Author: Angela Caputo; SouthtownStar; Sun-Times News Group

Even before he could carry on much of a conversation, Kevin Johnson had women all figured out.

All he had to do was flash his priceless smile and the ladies would croon, his aunt Mary Carver recalled. But smiling wasn't the only way he melted hearts, relatives said. "Baby" also knew how to use music to get a little extra attention.

At 2, he would belt out his favorite hymn: "I Need You To Survive," by Hezekiah Walker, his older adoptive sister Alicia Hodges said.

The gospel song set the backdrop to a tearful funeral Friday at Monument of Faith Church in Ashburn for the 12-year-old, who died July 20 -- two days after he was found unresponsive at his home in south suburban Crete.

Authorities suspect he succumbed to a severe beating. Autopsy results remain inconclusive, and the cause of his death is pending a police investigation, according to the Cook County medical examiner's office. Authorities have removed the remaining eight children from the Crete home.

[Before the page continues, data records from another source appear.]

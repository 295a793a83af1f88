//! Deferred delivery queue.
//!
//! Records produced while offline (progress events and the like) are kept in
//! a durable local queue and delivered in one batch when a sync is requested.
//!
//! ```text
//! Pending -> Sending -> Delivered (batch removed) | Pending (batch kept)
//! ```
//!
//! The batch is the snapshot taken on entering Sending. Records enqueued
//! during a send wait for the next trigger.

use std::path::{Path, PathBuf};
use std::sync::atomic::{AtomicBool, Ordering};
use std::sync::Arc;
use std::time::Duration;

use async_trait::async_trait;
use chrono::{DateTime, Utc};
use reqwest::Client;
use serde::{Deserialize, Serialize};
use serde_json::Value;
use tokio::sync::{mpsc, Mutex};
use tokio::task::JoinHandle;
use tracing::{debug, info, warn};
use url::Url;

use crate::error::{DeliveryError, StoreError};

/// Timeout for a batch delivery, in seconds.
const DELIVERY_TIMEOUT_SECS: u64 = 30;

#[derive(Debug, Clone, PartialEq, Serialize, Deserialize)]
#[cfg_attr(feature = "ts", derive(ts_rs::TS), ts(export))]
pub struct DeferredRecord {
    pub id: u64,
    pub payload: Value,
    pub enqueued_at: DateTime<Utc>,
}

#[derive(Debug, Clone, Copy, PartialEq, Eq)]
pub enum QueueState {
    Pending,
    Sending,
}

#[derive(Debug, Clone, PartialEq, Eq, Serialize)]
#[cfg_attr(feature = "ts", derive(ts_rs::TS), ts(export))]
#[serde(tag = "outcome", rename_all = "snake_case")]
pub enum SyncOutcome {
    /// Nothing was queued
    Empty,
    Delivered { count: usize },
    /// Batch kept for the next trigger
    Failed { retained: usize, error: String },
    /// Another flush is already sending
    InProgress,
}

/// Remote endpoint accepting batches of records.
#[async_trait]
pub trait DeliveryEndpoint: Send + Sync {
    async fn deliver(&self, batch: &[DeferredRecord]) -> Result<(), DeliveryError>;
}

/// POSTs the batch's payloads as a JSON array. Any non-2xx is a failure.
#[derive(Clone)]
pub struct HttpDelivery {
    client: Client,
    endpoint: Url,
}

impl HttpDelivery {
    pub fn new(endpoint: Url) -> Result<Self, DeliveryError> {
        let client = Client::builder()
            .timeout(Duration::from_secs(DELIVERY_TIMEOUT_SECS))
            .build()?;
        Ok(Self { client, endpoint })
    }

    pub fn endpoint(&self) -> &Url {
        &self.endpoint
    }
}

#[async_trait]
impl DeliveryEndpoint for HttpDelivery {
    async fn deliver(&self, batch: &[DeferredRecord]) -> Result<(), DeliveryError> {
        let payloads: Vec<&Value> = batch.iter().map(|record| &record.payload).collect();
        let response = self
            .client
            .post(self.endpoint.clone())
            .json(&payloads)
            .send()
            .await?;

        if response.status().is_success() {
            Ok(())
        } else {
            let status = response.status().as_u16();
            let body = response.text().await.unwrap_or_default();
            Err(DeliveryError::from_status(status, &body))
        }
    }
}

#[derive(Debug, Default, Serialize, Deserialize)]
struct QueueFile {
    next_id: u64,
    records: Vec<DeferredRecord>,
}

/// Resets the Sending flag even if a flush is cancelled mid-delivery.
struct SendingGuard<'a>(&'a AtomicBool);

impl Drop for SendingGuard<'_> {
    fn drop(&mut self) {
        self.0.store(false, Ordering::Release);
    }
}

pub struct DeferredQueue {
    path: Option<PathBuf>,
    contents: Mutex<QueueFile>,
    sending: AtomicBool,
}

impl DeferredQueue {
    /// Queue that lives only as long as the process.
    pub fn in_memory() -> Self {
        Self {
            path: None,
            contents: Mutex::new(QueueFile::default()),
            sending: AtomicBool::new(false),
        }
    }

    /// Load the queue persisted at `path`, or start empty.
    pub async fn open(path: impl Into<PathBuf>) -> Result<Self, StoreError> {
        let path = path.into();
        let contents = match tokio::fs::read(&path).await {
            Ok(bytes) => serde_json::from_slice(&bytes)?,
            Err(e) if e.kind() == std::io::ErrorKind::NotFound => QueueFile::default(),
            Err(e) => return Err(e.into()),
        };
        Ok(Self {
            path: Some(path),
            contents: Mutex::new(contents),
            sending: AtomicBool::new(false),
        })
    }

    pub fn path(&self) -> Option<&Path> {
        self.path.as_deref()
    }

    pub fn state(&self) -> QueueState {
        if self.sending.load(Ordering::Acquire) {
            QueueState::Sending
        } else {
            QueueState::Pending
        }
    }

    pub async fn len(&self) -> usize {
        self.contents.lock().await.records.len()
    }

    pub async fn is_empty(&self) -> bool {
        self.len().await == 0
    }

    pub async fn records(&self) -> Vec<DeferredRecord> {
        self.contents.lock().await.records.clone()
    }

    /// Queue a record. Works online or offline; nothing is sent until a flush.
    pub async fn enqueue(&self, payload: Value) -> Result<DeferredRecord, StoreError> {
        let mut contents = self.contents.lock().await;
        let record = DeferredRecord {
            id: contents.next_id,
            payload,
            enqueued_at: Utc::now(),
        };
        contents.next_id += 1;
        contents.records.push(record.clone());

        if let Err(e) = self.persist(&contents).await {
            // Keep memory and disk in agreement
            contents.records.pop();
            contents.next_id -= 1;
            return Err(e);
        }
        debug!(id = record.id, pending = contents.records.len(), "Queued deferred record");
        Ok(record)
    }

    /// Deliver everything pending as one batch. Safe to call repeatedly.
    pub async fn flush(&self, endpoint: &dyn DeliveryEndpoint) -> SyncOutcome {
        if self
            .sending
            .compare_exchange(false, true, Ordering::AcqRel, Ordering::Acquire)
            .is_err()
        {
            debug!("Flush already in progress");
            return SyncOutcome::InProgress;
        }
        let _guard = SendingGuard(&self.sending);

        let batch = self.contents.lock().await.records.clone();
        if batch.is_empty() {
            return SyncOutcome::Empty;
        }
        // Ids are monotonic, so the snapshot is exactly the ids up to this one
        let last_id = batch[batch.len() - 1].id;

        info!(count = batch.len(), "Delivering deferred records");
        match endpoint.deliver(&batch).await {
            Ok(()) => {
                let mut contents = self.contents.lock().await;
                contents.records.retain(|record| record.id > last_id);
                if let Err(e) = self.persist(&contents).await {
                    // The batch may be delivered again after a restart
                    warn!(error = %e, "Failed to persist queue after delivery");
                }
                info!(count = batch.len(), remaining = contents.records.len(), "Delivered deferred records");
                SyncOutcome::Delivered { count: batch.len() }
            }
            Err(e) => {
                warn!(count = batch.len(), error = %e, "Deferred delivery failed, will retry");
                SyncOutcome::Failed {
                    retained: self.len().await,
                    error: e.to_string(),
                }
            }
        }
    }

    /// Flush on every signal received until the sender side closes.
    pub fn listen(
        self: Arc<Self>,
        endpoint: Arc<dyn DeliveryEndpoint>,
        mut signals: mpsc::Receiver<()>,
    ) -> JoinHandle<()> {
        tokio::spawn(async move {
            while signals.recv().await.is_some() {
                let outcome = self.flush(endpoint.as_ref()).await;
                debug!(outcome = ?outcome, "Sync signal handled");
            }
        })
    }

    async fn persist(&self, contents: &QueueFile) -> Result<(), StoreError> {
        let Some(path) = &self.path else {
            return Ok(());
        };
        if let Some(parent) = path.parent() {
            tokio::fs::create_dir_all(parent).await?;
        }
        let bytes = serde_json::to_vec_pretty(contents)?;
        let temp = path.with_extension("json.tmp");
        tokio::fs::write(&temp, bytes).await?;
        tokio::fs::rename(&temp, path).await?;
        Ok(())
    }
}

Kevin's ability to stay sweet and bright through turbulent times led his aunt Camalla Robinson to believe there was something special about him. "Sometimes I wonder if God spent extra time making Kevin," she said.

He was born one of 13 children in a home where allegations of abuse ran rampant. By the time he'd celebrate his first birthday, all of his siblings had been placed in foster care.

Soon after, Kevin was adopted by a Crete couple -- Ola Mae and Lester Johnson -- and life began looking up. He settled into a comfortable, middle-class life, and Kevin's adoptive mom gave her youngest the nickname "Baby."

"She would spoil him rotten," said Hodges, Ola Mae Johnson's daughter.

But the couple died several years later, leaving their children in the care of their daughter Barbara and her husband, Fred D. Johnson II, who had five children of their own.

Quickly, the new parents cut ties with the rest of the family, other family members allege. That's when Hodges and her family went to Crete-Monee School District 201U officials with suspicions that the children were being mistreated.

The Illinois Department of Children and Family Services launched an investigation in 2007 and substantiated that Kevin had endured abuse, according to agency spokesman Kendall Marlowe. A second probe was launched in April when a fresh allegation was leveled that the boy had been subjected to additional abuse, Marlowe said.